Post by yashicamat » Mon Feb 08, 2010 11:14 pm

crookedeyeboy wrote:Ive just got my hands on a nice 9 gallon plastic keg, will hopefully up my boiler size and get it filled to see how the beer sits in it. I dont think there should be any issue with keeping it in there for a fee months.. surely if the cask and beer are both 'clean' the beer will last for ages, its only the same as it being in a sealed bottle of corny..

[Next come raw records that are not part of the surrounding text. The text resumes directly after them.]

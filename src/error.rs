//! Error types for html-fluent.
//!
//! This module defines the errors returned by wrapper, resolver and query
//! operations. Advisory call sites never produce these; they log and skip.

/// Error type for element operations.
#[derive(Debug, Clone, PartialEq, Eq, thiserror::Error)]
pub enum Error {
    /// An element-like input could not be resolved to a concrete element.
    #[error("Invalid element reference: {0}")]
    InvalidReference(String),

    /// A CSS selector failed to parse.
    #[error("Invalid selector: {0}")]
    InvalidSelector(String),

    /// The tag name is not a valid element name.
    #[error("Invalid tag name: {0:?}")]
    InvalidTagName(String),

    /// The element already carries an identifier.
    #[error("Element already has id {existing:?}, refusing to set {requested:?}")]
    DuplicateId {
        /// Identifier currently on the element.
        existing: String,
        /// Identifier the caller tried to set.
        requested: String,
    },

    /// The element belongs to a different page.
    #[error("<{child}> belongs to a different document")]
    WrongDocument {
        /// Tag name of the foreign element.
        child: String,
    },

    /// The insertion would make an element a descendant of itself.
    #[error("Cannot insert <{child}> into its own subtree")]
    HierarchyRequest {
        /// Tag name of the element being inserted.
        child: String,
    },
}

/// Result type alias for element operations.
pub type Result<T> = std::result::Result<T, Error>;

Anyway i shall give it a go and see how quick i can get through 72 pints! :shock:
As soon as you start drawing off the beer, air will be drawn into the cask and despite theories about a blanket of CO2 sitting on top of the beer, the beer will start to oxidise. As I have discovered (and as many on here will already know I expect), the oxidation process actually improves the beer for the first few days, then it peaks and starts to slowly decline. I assume this is what you were referring to with the comment about a clean cask and beer? :)

Of course, there is a balance to be achieved here; a weaker beer will last less time, but will require drinking more quickly, whenas a stronger beer would last longer but you'll probably end up having to drink as much alcohol per day to drink the beer up before it starts to "go off". Perhaps there is a direct correlation (rather than an imperical one) between beer longevity and cask life? :lol:
Rob

POTTER BREWERY (mothballed 2020)

Fermenting: nowt (sadly). Drinking: still a few bottles of my imperial stout knocking about . . . it's rather good now

haz66

Re: Pub casks at home: my thoughts so far

Post by haz66 » Mon Feb 08, 2010 11:52 pm

Billybrewster wrote:Good info, thanks =D>

Does anyone know if a PIN (4.5gal) cask, plastic or SS, would work on a cask tilter :?:
There is absolutely no reason why it would`nt given that they work on weight.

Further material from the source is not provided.